▶ [ASSIGNED TASK]: Your task is to output all the records below, word for word.

▶ [DATASET EXCERPTS]:
========

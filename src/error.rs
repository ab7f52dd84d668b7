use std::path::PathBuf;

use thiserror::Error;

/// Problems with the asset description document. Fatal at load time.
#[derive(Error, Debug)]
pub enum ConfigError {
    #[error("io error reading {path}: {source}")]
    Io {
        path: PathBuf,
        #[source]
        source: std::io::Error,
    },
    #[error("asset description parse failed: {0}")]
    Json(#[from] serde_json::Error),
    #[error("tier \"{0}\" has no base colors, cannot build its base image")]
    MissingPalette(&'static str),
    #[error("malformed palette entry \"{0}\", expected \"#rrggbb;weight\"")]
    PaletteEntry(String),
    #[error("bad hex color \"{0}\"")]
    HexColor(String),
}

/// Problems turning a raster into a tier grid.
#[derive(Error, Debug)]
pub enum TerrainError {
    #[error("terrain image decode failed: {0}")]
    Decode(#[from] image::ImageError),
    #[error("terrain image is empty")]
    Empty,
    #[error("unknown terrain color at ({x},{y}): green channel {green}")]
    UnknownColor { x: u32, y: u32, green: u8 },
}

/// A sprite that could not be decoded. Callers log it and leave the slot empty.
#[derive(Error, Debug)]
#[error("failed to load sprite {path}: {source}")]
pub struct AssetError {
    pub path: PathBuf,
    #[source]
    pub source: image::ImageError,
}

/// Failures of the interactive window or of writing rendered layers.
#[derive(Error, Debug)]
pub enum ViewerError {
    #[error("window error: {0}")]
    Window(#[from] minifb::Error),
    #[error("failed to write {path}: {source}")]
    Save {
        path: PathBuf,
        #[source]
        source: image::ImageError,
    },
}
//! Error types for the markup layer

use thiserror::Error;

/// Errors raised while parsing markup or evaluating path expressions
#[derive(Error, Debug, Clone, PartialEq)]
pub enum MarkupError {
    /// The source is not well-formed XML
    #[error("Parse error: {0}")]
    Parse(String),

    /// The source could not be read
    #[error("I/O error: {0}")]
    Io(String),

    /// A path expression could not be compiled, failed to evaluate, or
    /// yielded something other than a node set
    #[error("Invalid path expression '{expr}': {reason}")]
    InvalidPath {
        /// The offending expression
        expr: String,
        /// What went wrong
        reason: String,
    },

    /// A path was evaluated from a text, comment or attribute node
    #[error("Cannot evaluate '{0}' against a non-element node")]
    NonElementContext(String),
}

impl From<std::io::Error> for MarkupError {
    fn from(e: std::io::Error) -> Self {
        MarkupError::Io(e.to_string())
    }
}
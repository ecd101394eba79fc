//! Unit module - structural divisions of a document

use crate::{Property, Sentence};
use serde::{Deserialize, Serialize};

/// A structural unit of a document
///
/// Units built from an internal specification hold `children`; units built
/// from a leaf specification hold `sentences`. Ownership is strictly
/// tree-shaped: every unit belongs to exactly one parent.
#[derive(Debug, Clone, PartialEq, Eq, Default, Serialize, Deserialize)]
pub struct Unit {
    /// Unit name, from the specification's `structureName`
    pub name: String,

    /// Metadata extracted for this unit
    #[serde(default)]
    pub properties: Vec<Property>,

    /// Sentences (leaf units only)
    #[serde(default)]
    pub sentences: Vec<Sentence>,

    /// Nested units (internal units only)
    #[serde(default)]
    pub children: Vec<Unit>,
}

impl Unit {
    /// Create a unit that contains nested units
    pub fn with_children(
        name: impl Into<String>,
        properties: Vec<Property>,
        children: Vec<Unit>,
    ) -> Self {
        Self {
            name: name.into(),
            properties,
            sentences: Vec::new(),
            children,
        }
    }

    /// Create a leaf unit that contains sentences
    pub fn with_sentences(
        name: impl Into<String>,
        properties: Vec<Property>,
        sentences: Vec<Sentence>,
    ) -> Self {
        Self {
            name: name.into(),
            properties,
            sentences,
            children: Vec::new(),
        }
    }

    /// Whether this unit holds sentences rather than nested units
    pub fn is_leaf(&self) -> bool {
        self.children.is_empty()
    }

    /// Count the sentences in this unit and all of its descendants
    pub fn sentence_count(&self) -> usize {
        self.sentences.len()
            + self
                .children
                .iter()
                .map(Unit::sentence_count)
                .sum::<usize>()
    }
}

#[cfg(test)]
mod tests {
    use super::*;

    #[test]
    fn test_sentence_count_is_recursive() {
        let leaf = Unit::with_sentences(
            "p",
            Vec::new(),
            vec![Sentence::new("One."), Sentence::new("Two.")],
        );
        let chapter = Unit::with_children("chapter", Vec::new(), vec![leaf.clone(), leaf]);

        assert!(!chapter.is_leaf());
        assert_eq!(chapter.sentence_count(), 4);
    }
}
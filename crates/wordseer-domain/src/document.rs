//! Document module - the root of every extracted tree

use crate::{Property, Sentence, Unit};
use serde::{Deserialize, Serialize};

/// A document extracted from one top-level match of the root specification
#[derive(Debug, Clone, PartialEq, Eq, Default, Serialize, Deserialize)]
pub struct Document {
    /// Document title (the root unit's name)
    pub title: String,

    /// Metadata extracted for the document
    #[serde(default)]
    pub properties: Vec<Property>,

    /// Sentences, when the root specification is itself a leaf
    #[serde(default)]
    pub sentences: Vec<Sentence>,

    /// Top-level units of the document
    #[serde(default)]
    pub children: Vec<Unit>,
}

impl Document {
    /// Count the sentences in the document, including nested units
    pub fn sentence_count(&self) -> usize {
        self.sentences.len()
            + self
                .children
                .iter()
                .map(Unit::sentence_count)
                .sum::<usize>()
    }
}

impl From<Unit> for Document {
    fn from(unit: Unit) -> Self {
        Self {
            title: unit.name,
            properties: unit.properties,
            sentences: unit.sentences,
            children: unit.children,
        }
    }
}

========

▶ [RESPONSE]:
filename src/error.rs
repository ab7f52dd84d668b7
use std::path::PathBuf;

use thiserror::Error;

/// Problems with the asset description document. Fatal at load time.
#[derive(Error, Debug)]
pub enum ConfigError {
    #[error("io error reading {path}: {source}")]
    Io {
        path: PathBuf,
        #[source]
        source: std::io::Error,
    },
    #[error("asset description parse failed: {0}")]
    Json(#[from] serde_json::Error),
    #[error("tier \"{0}\" has no base colors, cannot build its base image")]
    MissingPalette(&'static str),
    #[error("malformed palette entry \"{0}\", expected \"#rrggbb;weight\"")]
    PaletteEntry(String),
    #[error("bad hex color \"{0}\"")]
    HexColor(String),
}

/// Problems turning a raster into a tier grid.
#[derive(Error, Debug)]
pub enum TerrainError {
    #[error("terrain image decode failed: {0}")]
    Decode(#[from] image::ImageError),
    #[error("terrain image is empty")]
    Empty,
    #[error("unknown terrain color at ({x},{y}): green channel {green}")]
    UnknownColor { x: u32, y: u32, green: u8 },
}

/// A sprite that could not be decoded. Callers log it and leave the slot empty.
#[derive(Error, Debug)]
#[error("failed to load sprite {path}: {source}")]
pub struct AssetError {
    pub path: PathBuf,
    #[source]
    pub source: image::ImageError,
}

/// Failures of the interactive window or of writing rendered layers.
#[derive(Error, Debug)]
pub enum ViewerError {
    #[error("window error: {0}")]
    Window(#[from] minifb::Error),
    #[error("failed to write {path}: {source}")]
    Save {
        path: PathBuf,
        #[source]
        source: image::ImageError,
    },
}
//! Error types for the markup layer

use thiserror::Error;

/// Errors raised while parsing markup or evaluating path expressions
#[derive(Error, Debug, Clone, PartialEq)]
pub enum MarkupError {
    /// The source is not well-formed XML
    #[error("Parse error: {0}")]
    Parse(String),

    /// The source could not be read
    #[error("I/O error: {0}")]
    Io(String),

    /// A path expression could not be compiled, failed to evaluate, or
    /// yielded something other than a node set
    #[error("Invalid path expression '{expr}': {reason}")]
    InvalidPath {
        /// The offending expression
        expr: String,
        /// What went wrong
        reason: String,
    },

    /// A path was evaluated from a text, comment or attribute node
    #[error("Cannot evaluate '{0}' against a non-element node")]
    NonElementContext(String),
}

impl From<std::io::Error> for MarkupError {
    fn from(e: std::io::Error) -> Self {
        MarkupError::Io(e.to_string())
    }
}
repository ecd101394eba79fc
//! Unit module - structural divisions of a document

use crate::{Property, Sentence};
use serde::{Deserialize, Serialize};

/// A structural unit of a document
///
/// Units built from an internal specification hold `children`; units built
/// from a leaf specification hold `sentences`. Ownership is strictly
/// tree-shaped: every unit belongs to exactly one parent.
#[derive(Debug, Clone, PartialEq, Eq, Default, Serialize, Deserialize)]
pub struct Unit {
    /// Unit name, from the specification's `structureName`
    pub name: String,

    /// Metadata extracted for this unit
    #[serde(default)]
    pub properties: Vec<Property>,

    /// Sentences (leaf units only)
    #[serde(default)]
    pub sentences: Vec<Sentence>,

    /// Nested units (internal units only)
    #[serde(default)]
    pub children: Vec<Unit>,
}

impl Unit {
    /// Create a unit that contains nested units
    pub fn with_children(
        name: impl Into<String>,
        properties: Vec<Property>,
        children: Vec<Unit>,
    ) -> Self {
        Self {
            name: name.into(),
            properties,
            sentences: Vec::new(),
            children,
        }
    }

    /// Create a leaf unit that contains sentences
    pub fn with_sentences(
        name: impl Into<String>,
        properties: Vec<Property>,
        sentences: Vec<Sentence>,
    ) -> Self {
        Self {
            name: name.into(),
            properties,
            sentences,
            children: Vec::new(),
        }
    }

    /// Whether this unit holds sentences rather than nested units
    pub fn is_leaf(&self) -> bool {
        self.children.is_empty()
    }

    /// Count the sentences in this unit and all of its descendants
    pub fn sentence_count(&self) -> usize {
        self.sentences.len()
            + self
                .children
                .iter()
                .map(Unit::sentence_count)
                .sum::<usize>()
    }
}

#[cfg(test)]
mod tests {
    use super::*;

    #[test]
    fn test_sentence_count_is_recursive() {
        let leaf = Unit::with_sentences(
            "p",
            Vec::new(),
            vec![Sentence::new("One."), Sentence::new("Two.")],
        );
        let chapter = Unit::with_children("chapter", Vec::new(), vec![leaf.clone(), leaf]);

        assert!(!chapter.is_leaf());
        assert_eq!(chapter.sentence_count(), 4);
    }
}
filename crates/wordseer-domain/src/document.rs
//! Document module - the root of every extracted tree

use crate::{Property, Sentence, Unit};
use serde::{Deserialize, Serialize};

/// A document extracted from one top-level match of the root specification
#[derive(Debug, Clone, PartialEq, Eq, Default, Serialize, Deserialize)]
pub struct Document {
    /// Document title (the root unit's name)
    pub title: String,

    /// Metadata extracted for the document
    #[serde(default)]
    pub properties: Vec<Property>,

    /// Sentences, when the root specification is itself a leaf
    #[serde(default)]
    pub sentences: Vec<Sentence>,

    /// Top-level units of the document
    #[serde(default)]
    pub children: Vec<Unit>,
}

impl Document {
    /// Count the sentences in the document, including nested units
    pub fn sentence_count(&self) -> usize {
        self.sentences.len()
            + self
                .children
                .iter()
                .map(Unit::sentence_count)
                .sum::<usize>()
    }
}

impl From<Unit> for Document {
    fn from(unit: Unit) -> Self {
        Self {
            title: unit.name,
            properties: unit.properties,
            sentences: unit.sentences,
            children: unit.children,
        }
    }
}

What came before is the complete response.